Down the hall from the examination rooms is a control room where six faculty members oversee each medical student’s bedside practices on six monitors. Each student is given the same scenario; each “patient” has memorized an identical script. The students enter the rooms simultaneously. They have 15 minutes to complete their task.
Recently, the first-year students encountered a patient who was both friendly and forthcoming, so forthcoming that she admitted having at least three martinis each evening. While examining this middle-age woman, called Ellen Bumphrey, Shields kept her expression free of judgment. Her manner was confident, yet friendly.
As the students enter their second and third year, the patient encounters grow more complex and the patients become less cooperative.
“We want the students to feel free to make mistakes,” Dickson said. “We can help them.”
Although the encounters are simulated, they are important — students must do well; their grade depends on it.
“I was really nervous the first time, but the more I work with real patients and the more times we’ve done this, the more confident I am,” said Jordan Groskurth, a student from Derby.
Kyle Rowe, another first-year student, said it’s like taking baby steps. “I focus on eye contact,” he said.
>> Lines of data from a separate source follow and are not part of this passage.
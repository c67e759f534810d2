//! In-memory stores
//!
//! Process-local implementations of the repository and queue traits. They
//! keep the same guarantees as the Postgres ones (one order per user and
//! product, staged transactional writes, FIFO claims) and expose a few hooks
//! for injecting storage failures.

use std::collections::HashMap;
use std::sync::Arc;
use std::sync::atomic::{AtomicBool, AtomicU64, Ordering};

use async_trait::async_trait;
use chrono::{DateTime, Utc};
use motormart_core::domain::cart::CartItem;
use motormart_core::domain::job::{Job, JobCounts, JobOptions, JobStatus};
use motormart_core::domain::log::LogEntry;
use motormart_core::domain::order::{Order, OrderStatus};
use motormart_core::domain::product::Product;
use motormart_core::outcome::Reply;
use tokio::sync::{Mutex, OwnedMutexGuard};
use uuid::Uuid;

use crate::error::{Result, StoreError};
use crate::queue::{JobQueue, STALLED_REASON, StalledJobs};
use crate::repository::{CartStore, OrderStore, OrderTransaction, ProductStore, TxOptions};

// =============================================================================
// Records
// =============================================================================

#[derive(Debug, Default)]
struct Tables {
    products: HashMap<Uuid, Product>,
    carts: Vec<CartItem>,
    /// Insertion order
    orders: Vec<Order>,
}

/// In-memory product, cart and order store
#[derive(Debug, Clone, Default)]
pub struct MemoryStore {
    tables: Arc<Mutex<Tables>>,
    writes: Arc<AtomicU64>,
    fail_next_commit: Arc<AtomicBool>,
    unavailable: Arc<AtomicBool>,
}

impl MemoryStore {
    pub fn new() -> Self {
        Self::default()
    }

    pub async fn insert_product(&self, product: Product) {
        self.tables
            .lock()
            .await
            .products
            .insert(product.id, product);
    }

    pub async fn insert_cart_item(&self, item: CartItem) {
        self.tables.lock().await.carts.push(item);
    }

    /// Number of order writes made durable so far
    pub fn write_count(&self) -> u64 {
        self.writes.load(Ordering::SeqCst)
    }

    /// Makes the next transaction commit fail, discarding its staged writes
    pub fn fail_next_commit(&self) {
        self.fail_next_commit.store(true, Ordering::SeqCst);
    }

    /// Makes every operation fail with [`StoreError::Unavailable`] while set
    pub fn set_unavailable(&self, unavailable: bool) {
        self.unavailable.store(unavailable, Ordering::SeqCst);
    }

    fn check_available(&self) -> Result<()> {
        if self.unavailable.load(Ordering::SeqCst) {
            return Err(StoreError::Unavailable("memory store offline".to_string()));
        }
        Ok(())
    }
}

#[async_trait]
impl ProductStore for MemoryStore {
    async fn find_by_id(&self, id: Uuid) -> Result<Option<Product>> {
        self.check_available()?;
        Ok(self.tables.lock().await.products.get(&id).cloned())
    }
}

#[async_trait]
impl CartStore for MemoryStore {
    async fn find_item(&self, user_id: Uuid, product_id: Uuid) -> Result<Option<CartItem>> {
        self.check_available()?;
        let tables = self.tables.lock().await;
        Ok(tables
            .carts
            .iter()
            .find(|item| item.user_id == user_id && item.product_id == product_id)
            .cloned())
    }
}

#[async_trait]
impl OrderStore for MemoryStore {
    async fn find_by_id(&self, id: Uuid) -> Result<Option<Order>> {
        self.check_available()?;
        let tables = self.tables.lock().await;
        Ok(tables.orders.iter().find(|o| o.id == id).cloned())
    }

    async fn find_by_user_and_product(
        &self,
        user_id: Uuid,
        product_id: Uuid,
    ) -> Result<Option<Order>> {
        self.check_available()?;
        let tables = self.tables.lock().await;
        Ok(tables
            .orders
            .iter()
            .find(|o| o.user_id == user_id && o.product_id == product_id)
            .cloned())
    }

    async fn list_by_user(&self, user_id: Uuid) -> Result<Vec<Order>> {
        self.check_available()?;
        let tables = self.tables.lock().await;
        Ok(tables
            .orders
            .iter()
            .filter(|o| o.user_id == user_id)
            .cloned()
            .collect())
    }

    async fn insert(&self, order: &Order) -> Result<()> {
        self.check_available()?;
        let mut tables = self.tables.lock().await;

        let duplicate = tables
            .orders
            .iter()
            .any(|o| o.user_id == order.user_id && o.product_id == order.product_id);
        if duplicate {
            return Err(StoreError::Conflict(format!(
                "order already exists for user {} and product {}",
                order.user_id, order.product_id
            )));
        }

        tables.orders.push(order.clone());
        self.writes.fetch_add(1, Ordering::SeqCst);
        Ok(())
    }

    async fn begin(&self, _options: TxOptions) -> Result<Box<dyn OrderTransaction>> {
        self.check_available()?;
        let guard = self.tables.clone().lock_owned().await;

        Ok(Box::new(MemoryTransaction {
            guard,
            staged: HashMap::new(),
            writes: self.writes.clone(),
            fail_next_commit: self.fail_next_commit.clone(),
        }))
    }
}

/// Holds the store exclusively; writes are applied only on commit
struct MemoryTransaction {
    guard: OwnedMutexGuard<Tables>,
    staged: HashMap<Uuid, OrderStatus>,
    writes: Arc<AtomicU64>,
    fail_next_commit: Arc<AtomicBool>,
}

impl MemoryTransaction {
    fn current(&self, id: Uuid) -> Option<Order> {
        let mut order = self.guard.orders.iter().find(|o| o.id == id).cloned()?;
        if let Some(status) = self.staged.get(&id) {
            order.status = *status;
        }
        Some(order)
    }
}

#[async_trait]
impl OrderTransaction for MemoryTransaction {
    async fn find_for_update(&mut self, id: Uuid) -> Result<Option<Order>> {
        Ok(self.current(id))
    }

    async fn update_status(
        &mut self,
        id: Uuid,
        expected: OrderStatus,
        next: OrderStatus,
    ) -> Result<bool> {
        match self.current(id) {
            Some(order) if order.status == expected => {
                self.staged.insert(id, next);
                Ok(true)
            }
            _ => Ok(false),
        }
    }

    async fn commit(self: Box<Self>) -> Result<()> {
        let mut this = self;
        if this.fail_next_commit.swap(false, Ordering::SeqCst) {
            return Err(StoreError::Unavailable(
                "commit rejected by storage".to_string(),
            ));
        }

        let staged = std::mem::take(&mut this.staged);
        for (id, status) in staged {
            if let Some(order) = this.guard.orders.iter_mut().find(|o| o.id == id) {
                order.status = status;
                this.writes.fetch_add(1, Ordering::SeqCst);
            }
        }
        Ok(())
    }

    async fn abort(self: Box<Self>) -> Result<()> {
        Ok(())
    }
}

// =============================================================================
// Job Queue
// =============================================================================

#[derive(Debug, Default)]
struct QueueState {
    next_seq: i64,
    jobs: HashMap<Uuid, Job>,
    logs: HashMap<Uuid, Vec<LogEntry>>,
}

impl QueueState {
    fn job_mut(&mut self, id: Uuid) -> Result<&mut Job> {
        self.jobs
            .get_mut(&id)
            .ok_or_else(|| StoreError::NotFound(format!("job {}", id)))
    }
}

/// In-memory job queue
#[derive(Debug, Clone, Default)]
pub struct MemoryJobQueue {
    state: Arc<Mutex<QueueState>>,
    reject_enqueues: Arc<AtomicBool>,
}

impl MemoryJobQueue {
    pub fn new() -> Self {
        Self::default()
    }

    /// Makes `enqueue` fail with [`StoreError::Unavailable`] while set
    pub fn reject_enqueues(&self, reject: bool) {
        self.reject_enqueues.store(reject, Ordering::SeqCst);
    }
}

fn invalid_state(operation: &str, job: &Job) -> StoreError {
    StoreError::InvalidState(format!(
        "cannot {} job {} in status {}",
        operation, job.id, job.status
    ))
}

#[async_trait]
impl JobQueue for MemoryJobQueue {
    async fn enqueue(
        &self,
        queue: &str,
        payload: serde_json::Value,
        options: JobOptions,
    ) -> Result<Job> {
        if self.reject_enqueues.load(Ordering::SeqCst) {
            return Err(StoreError::Unavailable("queue offline".to_string()));
        }

        let mut state = self.state.lock().await;
        state.next_seq += 1;
        let now = Utc::now();

        let job = Job {
            id: Uuid::new_v4(),
            queue: queue.to_string(),
            seq: state.next_seq,
            payload,
            status: JobStatus::Waiting,
            progress: 0,
            attempts_made: 0,
            max_attempts: options.max_attempts,
            backoff: options.backoff,
            stalled_count: 0,
            enqueued_at: now,
            available_at: now,
            started_at: None,
            finished_at: None,
            worker_id: None,
            result: None,
            failed_reason: None,
        };
        state.jobs.insert(job.id, job.clone());
        Ok(job)
    }

    async fn claim_next(&self, queue: &str, worker_id: &str) -> Result<Option<Job>> {
        let mut state = self.state.lock().await;
        let now = Utc::now();

        let next = state
            .jobs
            .values_mut()
            .filter(|j| j.queue == queue && j.status == JobStatus::Waiting && j.available_at <= now)
            .min_by_key(|j| j.seq);

        Ok(next.map(|job| {
            job.status = JobStatus::Active;
            job.started_at = Some(now);
            job.worker_id = Some(worker_id.to_string());
            job.attempts_made += 1;
            job.clone()
        }))
    }

    async fn update_progress(&self, id: Uuid, progress: u8) -> Result<()> {
        let mut state = self.state.lock().await;
        if let Some(job) = state.jobs.get_mut(&id) {
            job.progress = job.progress.max(progress.min(100));
        }
        Ok(())
    }

    async fn append_logs(&self, id: Uuid, entries: Vec<LogEntry>) -> Result<()> {
        let mut state = self.state.lock().await;
        state.logs.entry(id).or_default().extend(entries);
        Ok(())
    }

    async fn complete(&self, id: Uuid, result: Reply) -> Result<Job> {
        let mut state = self.state.lock().await;
        let job = state.job_mut(id)?;
        if job.status.is_terminal() {
            return Err(invalid_state("complete", job));
        }

        job.status = JobStatus::Completed;
        job.progress = 100;
        job.finished_at = Some(Utc::now());
        job.result = Some(result);
        Ok(job.clone())
    }

    async fn fail(&self, id: Uuid, reason: &str, result: Option<Reply>) -> Result<Job> {
        let mut state = self.state.lock().await;
        let job = state.job_mut(id)?;
        if job.status.is_terminal() {
            return Err(invalid_state("fail", job));
        }

        let now = Utc::now();
        job.failed_reason = Some(reason.to_string());
        job.result = result;
        match job.retry_at(now) {
            Some(available_at) => {
                job.status = JobStatus::Waiting;
                job.available_at = available_at;
                job.started_at = None;
                job.worker_id = None;
            }
            None => {
                job.status = JobStatus::Failed;
                job.finished_at = Some(now);
            }
        }
        Ok(job.clone())
    }

    async fn requeue_stalled(
        &self,
        queue: &str,
        started_before: DateTime<Utc>,
        max_stalled: u32,
    ) -> Result<StalledJobs> {
        let mut state = self.state.lock().await;
        let now = Utc::now();
        let mut swept = StalledJobs::default();

        for job in state.jobs.values_mut() {
            let stalled = job.queue == queue
                && job.status == JobStatus::Active
                && job.started_at.is_some_and(|at| at < started_before);
            if !stalled {
                continue;
            }

            if job.stalled_count >= max_stalled {
                job.status = JobStatus::Failed;
                job.finished_at = Some(now);
                job.failed_reason = Some(STALLED_REASON.to_string());
                swept.failed += 1;
            } else {
                job.status = JobStatus::Waiting;
                job.stalled_count += 1;
                job.started_at = None;
                job.worker_id = None;
                job.available_at = now;
                swept.requeued += 1;
            }
        }

        Ok(swept)
    }

    async fn retry(&self, id: Uuid) -> Result<Job> {
        let mut state = self.state.lock().await;
        let job = state.job_mut(id)?;
        if job.status != JobStatus::Failed {
            return Err(invalid_state("retry", job));
        }

        job.status = JobStatus::Waiting;
        job.attempts_made = 0;
        job.stalled_count = 0;
        job.progress = 0;
        job.available_at = Utc::now();
        job.started_at = None;
        job.finished_at = None;
        job.worker_id = None;
        job.result = None;
        job.failed_reason = None;
        Ok(job.clone())
    }

    async fn find_by_id(&self, id: Uuid) -> Result<Option<Job>> {
        Ok(self.state.lock().await.jobs.get(&id).cloned())
    }

    async fn list(&self, queue: &str, status: Option<JobStatus>) -> Result<Vec<Job>> {
        let state = self.state.lock().await;
        let mut jobs: Vec<Job> = state
            .jobs
            .values()
            .filter(|j| j.queue == queue && status.is_none_or(|s| j.status == s))
            .cloned()
            .collect();
        jobs.sort_by_key(|j| j.seq);
        Ok(jobs)
    }

    async fn logs(&self, id: Uuid) -> Result<Vec<LogEntry>> {
        Ok(self
            .state
            .lock()
            .await
            .logs
            .get(&id)
            .cloned()
            .unwrap_or_default())
    }

    async fn counts(&self, queue: &str) -> Result<JobCounts> {
        let state = self.state.lock().await;
        let now = Utc::now();
        let mut counts = JobCounts::default();

        for job in state.jobs.values().filter(|j| j.queue == queue) {
            match job.status {
                JobStatus::Waiting if job.is_delayed(now) => counts.delayed += 1,
                JobStatus::Waiting => counts.waiting += 1,
                JobStatus::Active => counts.active += 1,
                JobStatus::Completed => counts.completed += 1,
                JobStatus::Failed => counts.failed += 1,
            }
        }

        Ok(counts)
    }
}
Rowe, who holds chemistry and psychology undergraduate degrees, said that he always remembers to thank the patient, but sometimes he forgets to summarize their symptoms and concerns back to them.
After the would-be doctors have met with the patient-actor, they must log their findings. This process can be almost as intimidating as the patient visit. These notes, like the visit with the patient, will be examined and deconstructed by the student and their instructors.
After viewing her previous tapes, Whitney Weixelman, a student from Wichita, noticed that she was always ready to nod and give an empathetic “OK,” but she saw she might have done this gesture a little too often.
Last year, more than 50 third-year medical students in Wichita saw 31 specialized cases. This year, with the admittance of a first-year program, and the increased use of this interactive teaching unit, the Wichita campus plans to double the amount of mock patient examinations.
The interactive teaching not only helps the students be more comfortable with future patient interactions, it helps to cement scientific and anatomical knowledge.
“They learn the science better this way,” Walling said. “It will stick better in their memory.”
Layers of information, such as lab results, are incorporated into each patient study. Many of the 171 faculty members not only coach each student on doctor etiquette in these “hospital visits,” but on biochemistry and anatomy as well.
What is unique about this center is that the university owns it and can use it on an as-needed basis. More and more medical teaching facilities are using these types of services.
“This kind of teaching is a lot more like playing jazz than playing classical music,” said Jon Schrage, chairman of the Department of Internal Medicine. “Sometimes you need to improvise.”